◆ **Saved entries**:
==========
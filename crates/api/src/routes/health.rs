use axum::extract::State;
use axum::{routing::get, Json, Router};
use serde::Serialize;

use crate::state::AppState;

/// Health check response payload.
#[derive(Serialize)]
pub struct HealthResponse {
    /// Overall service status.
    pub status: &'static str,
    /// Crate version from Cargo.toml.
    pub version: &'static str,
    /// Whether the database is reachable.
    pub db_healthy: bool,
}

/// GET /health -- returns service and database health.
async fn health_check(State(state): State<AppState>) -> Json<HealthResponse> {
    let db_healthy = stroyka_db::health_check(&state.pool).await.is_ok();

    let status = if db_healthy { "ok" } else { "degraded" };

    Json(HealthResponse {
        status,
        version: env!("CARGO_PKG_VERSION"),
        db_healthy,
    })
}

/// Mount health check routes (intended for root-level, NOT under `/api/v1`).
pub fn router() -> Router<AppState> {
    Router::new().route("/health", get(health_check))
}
==========
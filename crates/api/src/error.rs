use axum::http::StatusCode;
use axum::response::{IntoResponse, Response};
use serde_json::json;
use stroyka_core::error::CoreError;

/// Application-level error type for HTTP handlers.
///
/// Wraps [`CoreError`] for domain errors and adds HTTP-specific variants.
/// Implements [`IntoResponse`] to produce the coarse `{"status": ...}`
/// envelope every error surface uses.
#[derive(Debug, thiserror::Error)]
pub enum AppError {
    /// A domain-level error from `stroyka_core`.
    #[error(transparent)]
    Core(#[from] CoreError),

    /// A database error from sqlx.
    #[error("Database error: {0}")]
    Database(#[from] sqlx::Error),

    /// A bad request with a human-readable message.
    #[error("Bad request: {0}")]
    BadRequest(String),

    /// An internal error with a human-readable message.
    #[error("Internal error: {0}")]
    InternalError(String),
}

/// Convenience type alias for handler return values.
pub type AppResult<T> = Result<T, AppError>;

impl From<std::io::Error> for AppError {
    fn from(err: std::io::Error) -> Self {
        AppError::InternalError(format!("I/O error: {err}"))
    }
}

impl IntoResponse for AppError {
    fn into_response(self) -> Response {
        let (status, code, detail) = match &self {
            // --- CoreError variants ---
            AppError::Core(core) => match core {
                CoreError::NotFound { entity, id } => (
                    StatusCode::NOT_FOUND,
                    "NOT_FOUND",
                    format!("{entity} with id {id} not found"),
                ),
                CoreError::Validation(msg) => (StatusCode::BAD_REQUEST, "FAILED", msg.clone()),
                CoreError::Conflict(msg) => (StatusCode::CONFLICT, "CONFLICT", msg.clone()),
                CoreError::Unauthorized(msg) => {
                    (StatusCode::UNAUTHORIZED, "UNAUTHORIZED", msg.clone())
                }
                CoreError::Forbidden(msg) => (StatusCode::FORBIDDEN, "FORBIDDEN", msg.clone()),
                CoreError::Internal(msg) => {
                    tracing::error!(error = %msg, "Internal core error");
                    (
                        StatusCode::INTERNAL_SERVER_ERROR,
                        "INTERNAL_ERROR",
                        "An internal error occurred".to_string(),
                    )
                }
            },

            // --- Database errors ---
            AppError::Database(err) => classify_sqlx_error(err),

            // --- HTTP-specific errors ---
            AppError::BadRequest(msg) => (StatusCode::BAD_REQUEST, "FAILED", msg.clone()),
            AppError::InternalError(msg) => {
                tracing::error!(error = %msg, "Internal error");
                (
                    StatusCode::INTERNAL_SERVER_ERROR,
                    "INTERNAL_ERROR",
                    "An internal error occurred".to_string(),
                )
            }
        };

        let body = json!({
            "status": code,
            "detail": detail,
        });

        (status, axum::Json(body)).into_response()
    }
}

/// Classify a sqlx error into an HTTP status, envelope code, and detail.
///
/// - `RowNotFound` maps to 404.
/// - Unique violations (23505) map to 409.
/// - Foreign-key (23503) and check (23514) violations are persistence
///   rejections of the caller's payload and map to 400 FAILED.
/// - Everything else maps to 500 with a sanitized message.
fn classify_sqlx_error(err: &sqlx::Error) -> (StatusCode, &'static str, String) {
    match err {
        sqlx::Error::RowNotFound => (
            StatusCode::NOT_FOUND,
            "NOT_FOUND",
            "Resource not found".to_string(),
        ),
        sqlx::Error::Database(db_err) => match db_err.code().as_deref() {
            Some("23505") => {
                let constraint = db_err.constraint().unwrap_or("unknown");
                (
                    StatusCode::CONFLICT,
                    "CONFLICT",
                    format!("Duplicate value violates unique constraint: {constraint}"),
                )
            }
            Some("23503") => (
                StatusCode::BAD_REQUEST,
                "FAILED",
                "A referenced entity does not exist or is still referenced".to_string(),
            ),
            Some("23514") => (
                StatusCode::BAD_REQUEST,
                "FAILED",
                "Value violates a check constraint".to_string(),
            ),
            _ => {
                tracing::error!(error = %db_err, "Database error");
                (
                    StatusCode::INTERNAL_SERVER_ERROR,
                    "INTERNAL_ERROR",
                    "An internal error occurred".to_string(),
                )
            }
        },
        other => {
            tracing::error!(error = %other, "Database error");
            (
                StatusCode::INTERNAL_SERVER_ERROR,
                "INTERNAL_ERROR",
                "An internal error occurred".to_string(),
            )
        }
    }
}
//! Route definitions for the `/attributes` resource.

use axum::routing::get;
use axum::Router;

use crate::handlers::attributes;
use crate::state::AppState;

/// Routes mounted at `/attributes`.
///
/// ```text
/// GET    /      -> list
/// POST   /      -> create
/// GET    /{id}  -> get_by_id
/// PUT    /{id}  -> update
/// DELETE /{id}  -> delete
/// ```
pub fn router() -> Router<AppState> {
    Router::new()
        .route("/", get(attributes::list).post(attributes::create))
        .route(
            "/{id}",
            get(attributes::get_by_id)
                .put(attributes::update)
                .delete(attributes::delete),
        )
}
==========
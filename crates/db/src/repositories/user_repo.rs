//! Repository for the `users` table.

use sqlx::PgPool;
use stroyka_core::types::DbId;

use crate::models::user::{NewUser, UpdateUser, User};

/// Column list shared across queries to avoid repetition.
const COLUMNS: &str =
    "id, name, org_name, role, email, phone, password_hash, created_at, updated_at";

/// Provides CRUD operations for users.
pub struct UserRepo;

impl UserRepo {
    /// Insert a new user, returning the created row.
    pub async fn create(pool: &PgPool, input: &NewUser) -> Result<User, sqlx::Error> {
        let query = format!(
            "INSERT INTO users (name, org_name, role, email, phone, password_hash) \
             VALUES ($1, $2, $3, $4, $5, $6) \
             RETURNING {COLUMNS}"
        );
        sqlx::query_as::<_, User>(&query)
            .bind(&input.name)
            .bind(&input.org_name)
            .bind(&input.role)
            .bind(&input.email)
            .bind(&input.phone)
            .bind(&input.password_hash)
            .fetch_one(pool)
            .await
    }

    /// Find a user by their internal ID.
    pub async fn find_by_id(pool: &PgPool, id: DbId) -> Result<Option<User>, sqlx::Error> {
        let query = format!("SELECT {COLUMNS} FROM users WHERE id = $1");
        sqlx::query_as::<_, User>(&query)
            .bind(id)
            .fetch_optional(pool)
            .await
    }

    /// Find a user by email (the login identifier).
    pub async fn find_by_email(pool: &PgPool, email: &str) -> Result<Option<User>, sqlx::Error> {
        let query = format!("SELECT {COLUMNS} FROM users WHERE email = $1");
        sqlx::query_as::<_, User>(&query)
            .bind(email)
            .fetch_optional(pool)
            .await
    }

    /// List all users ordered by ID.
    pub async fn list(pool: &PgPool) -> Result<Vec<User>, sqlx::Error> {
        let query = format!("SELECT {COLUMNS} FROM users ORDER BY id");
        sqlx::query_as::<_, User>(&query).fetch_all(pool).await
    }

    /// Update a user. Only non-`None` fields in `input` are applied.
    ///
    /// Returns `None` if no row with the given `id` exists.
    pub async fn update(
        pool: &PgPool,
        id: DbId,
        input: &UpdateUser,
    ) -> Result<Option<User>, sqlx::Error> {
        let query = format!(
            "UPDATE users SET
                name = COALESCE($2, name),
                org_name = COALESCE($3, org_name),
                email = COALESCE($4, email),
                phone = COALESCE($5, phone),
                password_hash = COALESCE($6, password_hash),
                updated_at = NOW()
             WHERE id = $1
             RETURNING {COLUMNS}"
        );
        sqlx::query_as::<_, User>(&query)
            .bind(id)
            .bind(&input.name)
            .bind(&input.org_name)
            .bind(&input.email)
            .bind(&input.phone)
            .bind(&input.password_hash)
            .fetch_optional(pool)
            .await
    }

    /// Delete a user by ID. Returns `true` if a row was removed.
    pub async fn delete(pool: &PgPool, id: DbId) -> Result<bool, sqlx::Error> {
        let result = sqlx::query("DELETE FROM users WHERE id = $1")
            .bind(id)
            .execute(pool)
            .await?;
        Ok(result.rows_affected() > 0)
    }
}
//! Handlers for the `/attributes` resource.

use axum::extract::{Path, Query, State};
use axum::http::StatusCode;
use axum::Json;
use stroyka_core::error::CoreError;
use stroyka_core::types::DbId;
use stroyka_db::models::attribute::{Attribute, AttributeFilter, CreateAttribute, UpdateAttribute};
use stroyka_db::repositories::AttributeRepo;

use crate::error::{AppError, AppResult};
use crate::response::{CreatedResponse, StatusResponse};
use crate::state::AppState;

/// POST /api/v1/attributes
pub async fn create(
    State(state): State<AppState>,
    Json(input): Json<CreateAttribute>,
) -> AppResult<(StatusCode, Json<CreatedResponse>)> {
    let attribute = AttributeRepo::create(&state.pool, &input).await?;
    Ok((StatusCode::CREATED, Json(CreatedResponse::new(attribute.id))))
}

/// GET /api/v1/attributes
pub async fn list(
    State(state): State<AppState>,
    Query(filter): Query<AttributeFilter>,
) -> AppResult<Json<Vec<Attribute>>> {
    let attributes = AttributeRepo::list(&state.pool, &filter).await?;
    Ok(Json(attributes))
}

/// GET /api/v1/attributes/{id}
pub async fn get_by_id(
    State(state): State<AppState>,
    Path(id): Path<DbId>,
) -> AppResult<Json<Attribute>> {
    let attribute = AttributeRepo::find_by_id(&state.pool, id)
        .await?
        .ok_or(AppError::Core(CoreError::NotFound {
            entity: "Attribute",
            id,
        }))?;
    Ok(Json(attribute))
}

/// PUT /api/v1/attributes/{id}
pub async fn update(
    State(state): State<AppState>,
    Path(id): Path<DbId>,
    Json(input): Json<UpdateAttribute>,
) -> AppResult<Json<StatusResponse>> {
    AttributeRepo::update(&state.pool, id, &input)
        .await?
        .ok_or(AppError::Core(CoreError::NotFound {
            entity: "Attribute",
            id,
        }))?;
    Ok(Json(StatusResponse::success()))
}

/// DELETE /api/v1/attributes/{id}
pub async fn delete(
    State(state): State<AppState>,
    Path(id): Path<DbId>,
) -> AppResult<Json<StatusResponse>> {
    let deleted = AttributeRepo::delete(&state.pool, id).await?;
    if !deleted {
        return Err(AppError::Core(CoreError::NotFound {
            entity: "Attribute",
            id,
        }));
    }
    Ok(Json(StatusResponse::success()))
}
==========
◆ **Instructions for the task**:
All lines in the data above from the one with "filename crates/api/src/routes/health.rs" through the one with "pub struct HealthResponse" must be repeated exactly, and no others.

◆ **Solution for this problem**:
filename crates/api/src/routes/health.rs
use axum::extract::State;
use axum::{routing::get, Json, Router};
use serde::Serialize;

use crate::state::AppState;

/// Health check response payload.
#[derive(Serialize)]
pub struct HealthResponse {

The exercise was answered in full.